# Wine text analysis

I've provided you with `wine-reviews.csv`. Based on what we did in class today, build a classifier that uses the wine description to predict any of the categorical columns (variety, category, etc...).

In [2]:
import pandas as pd

# Show 200 characters of the wine description
pd.options.display.max_colwidth = 200


df = pd.read_csv("wine-reviews.csv")
df.head(3)

Unnamed: 0,url,wine_points,wine_name,wine_desc,taster,price,designation,variety,appellation,winery,alcohol,bottle size,category,importer,date published,user avg rating
0,https://www.winemag.com/buying-guide/artadi-2011-vinas-gain-tempranillo-rioja/,90.0,Artadi 2011 Viñas de Gain (Rioja),"Inky, minerally aromas of blackberry, black plum and coconut filter into a round, fluffy palate that's friendly and pure but not very dense or structured. Baked flavors of molasses and gamy berry ...",Michael Schachner,"$25, Buy Now",Viñas de Gain,Tempranillo,"Rioja, Northern Spain, Spain",Artadi,14.5%,750 ml,Red,Folio Fine Wine Partners,12/1/2014,Not rated yet [Add Your Review]
1,https://www.winemag.com/buying-guide/adelsheim-2012-stoller-vineyard-chardonnay-willamette-valley-dundee-hills/,90.0,Adelsheim 2012 Stoller Vineyard Chardonnay (Dundee Hills),"A tiny production wine, this is rich, tart and vividly fruity. The generous mix of citrus, apple and peach fruit is augmented by barrel fermentation flavors of toasted hazelnuts, caramel and bakin...",Paul Gregutt,"$65, Buy Now",Stoller Vineyard,Chardonnay,"Dundee Hills, Willamette Valley, Oregon, US",Adelsheim,13.5%,750 ml,White,,12/1/2014,Not rated yet [Add Your Review]
2,https://www.winemag.com/buying-guide/adelsheim-2013-ribbon-springs-vineyard-other-white-auxerrois-willamette-valley-ribbon-ridge/,90.0,Adelsheim 2013 Ribbon Springs Vineyard Auxerrois (Ribbon Ridge),"This is another fine vintage for this rare wine. It's loaded with cool climate, mineral-laced scents of grapefruit, kiwi and melon. A whiff of fennel adds further interest. Super refreshing and a ...",Paul Gregutt,"$25, Buy Now",Ribbon Springs Vineyard,"Auxerrois, Other White","Ribbon Ridge, Willamette Valley, Oregon, US",Adelsheim,13.5%,750 ml,White,,12/1/2014,Not rated yet [Add Your Review]


_**...but first!!!**_

### Converting categories into numbers

You'll run into two issues:

1. scikit-learn can only predict numbers
2. Not every classifier can do multi-class classification (some only predict 0/1 binary classification)

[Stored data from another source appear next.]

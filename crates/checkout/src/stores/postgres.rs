//! `PostgreSQL` store implementation.
//!
//! Order header + lines are written in one transaction. The stock decrement
//! reads the current row under `FOR UPDATE` and writes the clamped value
//! inside the same transaction, so concurrent purchases of the same product
//! cannot lose updates.

use async_trait::async_trait;
use sqlx::PgPool;
use sqlx::Row;

use tamarind_core::{OrderId, OrderStatus, PaymentReference, ProductId, UserId};

use crate::db::RepositoryError;
use crate::models::{CartLine, Order, OrderLine, Product};

use super::{CartStore, InventoryStore, NewOrder, OrderStore, StockDecrement};

/// Store implementation backed by a `PostgreSQL` pool.
#[derive(Clone)]
pub struct PgStore {
    pool: PgPool,
}

impl PgStore {
    #[must_use]
    pub const fn new(pool: PgPool) -> Self {
        Self { pool }
    }
}

fn map_unique_violation(e: sqlx::Error, message: &str) -> RepositoryError {
    if let sqlx::Error::Database(ref db_err) = e
        && db_err.is_unique_violation()
    {
        return RepositoryError::Conflict(message.to_owned());
    }
    RepositoryError::Database(e)
}

#[async_trait]
impl InventoryStore for PgStore {
    async fn get_product(&self, id: ProductId) -> Result<Option<Product>, RepositoryError> {
        let product = sqlx::query_as::<_, Product>(
            r"
            SELECT id, name, unit_price, stock, active, created_at, updated_at
            FROM product
            WHERE id = $1
            ",
        )
        .bind(id)
        .fetch_optional(&self.pool)
        .await?;

        Ok(product)
    }

    async fn decrement_stock(
        &self,
        id: ProductId,
        quantity: i32,
    ) -> Result<StockDecrement, RepositoryError> {
        let mut tx = self.pool.begin().await?;

        let row = sqlx::query(
            r"
            SELECT stock FROM product
            WHERE id = $1
            FOR UPDATE
            ",
        )
        .bind(id)
        .fetch_optional(&mut *tx)
        .await?
        .ok_or(RepositoryError::NotFound)?;

        let current: i32 = row.try_get("stock")?;
        let clamped = quantity > current;
        let new_stock = (current - quantity).max(0);

        sqlx::query(
            r"
            UPDATE product
            SET stock = $1, updated_at = NOW()
            WHERE id = $2
            ",
        )
        .bind(new_stock)
        .bind(id)
        .execute(&mut *tx)
        .await?;

        tx.commit().await?;

        Ok(StockDecrement { new_stock, clamped })
    }
}

#[async_trait]
impl CartStore for PgStore {
    async fn lines(&self, user_id: &UserId) -> Result<Vec<CartLine>, RepositoryError> {
        let lines = sqlx::query_as::<_, CartLine>(
            r"
            SELECT user_id, product_id, quantity, created_at, updated_at
            FROM cart_line
            WHERE user_id = $1
            ORDER BY created_at ASC
            ",
        )
        .bind(user_id)
        .fetch_all(&self.pool)
        .await?;

        Ok(lines)
    }

    async fn add_line(
        &self,
        user_id: &UserId,
        product_id: ProductId,
        quantity: i32,
    ) -> Result<CartLine, RepositoryError> {
        let line = sqlx::query_as::<_, CartLine>(
            r"
            INSERT INTO cart_line (user_id, product_id, quantity)
            VALUES ($1, $2, $3)
            ON CONFLICT (user_id, product_id)
            DO UPDATE SET quantity = cart_line.quantity + EXCLUDED.quantity,
                          updated_at = NOW()
            RETURNING user_id, product_id, quantity, created_at, updated_at
            ",
        )
        .bind(user_id)
        .bind(product_id)
        .bind(quantity)
        .fetch_one(&self.pool)
        .await?;

        Ok(line)
    }

    async fn set_quantity(
        &self,
        user_id: &UserId,
        product_id: ProductId,
        quantity: i32,
    ) -> Result<CartLine, RepositoryError> {
        let line = sqlx::query_as::<_, CartLine>(
            r"
            UPDATE cart_line
            SET quantity = $1, updated_at = NOW()
            WHERE user_id = $2 AND product_id = $3
            RETURNING user_id, product_id, quantity, created_at, updated_at
            ",
        )
        .bind(quantity)
        .bind(user_id)
        .bind(product_id)
        .fetch_optional(&self.pool)
        .await?
        .ok_or(RepositoryError::NotFound)?;

        Ok(line)
    }

    async fn remove_line(
        &self,
        user_id: &UserId,
        product_id: ProductId,
    ) -> Result<bool, RepositoryError> {
        let result = sqlx::query(
            r"
            DELETE FROM cart_line
            WHERE user_id = $1 AND product_id = $2
            ",
        )
        .bind(user_id)
        .bind(product_id)
        .execute(&self.pool)
        .await?;

        Ok(result.rows_affected() > 0)
    }

    async fn clear(&self, user_id: &UserId) -> Result<u64, RepositoryError> {
        let result = sqlx::query(
            r"
            DELETE FROM cart_line
            WHERE user_id = $1
            ",
        )
        .bind(user_id)
        .execute(&self.pool)
        .await?;

        Ok(result.rows_affected())
    }
}

#[async_trait]
impl OrderStore for PgStore {
    async fn create_order(&self, order: NewOrder) -> Result<Order, RepositoryError> {
        let mut tx = self.pool.begin().await?;

        let header = sqlx::query_as::<_, Order>(
            r"
            INSERT INTO orders
                (user_id, total, status, recipient, address_line, postal_code,
                 address_detail, phone, note, payment_reference)
            VALUES ($1, $2, $3, $4, $5, $6, $7, $8, $9, $10)
            RETURNING id, user_id, total, status, recipient, address_line,
                      postal_code, address_detail, phone, note,
                      payment_reference, created_at, updated_at
            ",
        )
        .bind(&order.user_id)
        .bind(order.total)
        .bind(order.status)
        .bind(&order.shipping.recipient)
        .bind(&order.shipping.address_line)
        .bind(&order.shipping.postal_code)
        .bind(&order.shipping.address_detail)
        .bind(&order.shipping.phone)
        .bind(&order.note)
        .bind(&order.payment_reference)
        .fetch_one(&mut *tx)
        .await
        .map_err(|e| map_unique_violation(e, "payment reference already reconciled"))?;

        for line in &order.lines {
            sqlx::query(
                r"
                INSERT INTO order_line
                    (order_id, product_id, product_name, quantity, unit_price)
                VALUES ($1, $2, $3, $4, $5)
                ",
            )
            .bind(header.id)
            .bind(line.product_id)
            .bind(&line.product_name)
            .bind(line.quantity)
            .bind(line.unit_price)
            .execute(&mut *tx)
            .await?;
        }

        tx.commit().await?;

        Ok(header)
    }

    async fn get_order(&self, id: OrderId) -> Result<Option<Order>, RepositoryError> {
        let order = sqlx::query_as::<_, Order>(
            r"
            SELECT id, user_id, total, status, recipient, address_line,
                   postal_code, address_detail, phone, note,
                   payment_reference, created_at, updated_at
            FROM orders
            WHERE id = $1
            ",
        )
        .bind(id)
        .fetch_optional(&self.pool)
        .await?;

        Ok(order)
    }

    async fn get_order_lines(&self, id: OrderId) -> Result<Vec<OrderLine>, RepositoryError> {
        let lines = sqlx::query_as::<_, OrderLine>(
            r"
            SELECT order_id, product_id, product_name, quantity, unit_price
            FROM order_line
            WHERE order_id = $1
            ",
        )
        .bind(id)
        .fetch_all(&self.pool)
        .await?;

        Ok(lines)
    }

    async fn find_by_payment_reference(
        &self,
        reference: &PaymentReference,
    ) -> Result<Option<Order>, RepositoryError> {
        let order = sqlx::query_as::<_, Order>(
            r"
            SELECT id, user_id, total, status, recipient, address_line,
                   postal_code, address_detail, phone, note,
                   payment_reference, created_at, updated_at
            FROM orders
            WHERE payment_reference = $1
            ",
        )
        .bind(reference)
        .fetch_optional(&self.pool)
        .await?;

        Ok(order)
    }

    async fn list_for_user(&self, user_id: &UserId) -> Result<Vec<Order>, RepositoryError> {
        let orders = sqlx::query_as::<_, Order>(
            r"
            SELECT id, user_id, total, status, recipient, address_line,
                   postal_code, address_detail, phone, note,
                   payment_reference, created_at, updated_at
            FROM orders
            WHERE user_id = $1
            ORDER BY created_at DESC
            ",
        )
        .bind(user_id)
        .fetch_all(&self.pool)
        .await?;

        Ok(orders)
    }

    async fn set_status_if(
        &self,
        id: OrderId,
        from: OrderStatus,
        to: OrderStatus,
    ) -> Result<bool, RepositoryError> {
        let result = sqlx::query(
            r"
            UPDATE orders
            SET status = $1, updated_at = NOW()
            WHERE id = $2 AND status = $3
            ",
        )
        .bind(to)
        .bind(id)
        .bind(from)
        .execute(&self.pool)
        .await?;

        Ok(result.rows_affected() > 0)
    }
}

You'll learn the second one through trial and error with different classifiers (or by reading [this page](https://scikit-learn.org/stable/modules/multiclass.html) and probably just using one of the "inherently multiclass" algorithms), but let's fix the first one for you.

**In this example, we'll convert the `importer` into a category.** (This is probably the dumbest thign to try to predict. Don't use it, adapt it to the column you're interested in.)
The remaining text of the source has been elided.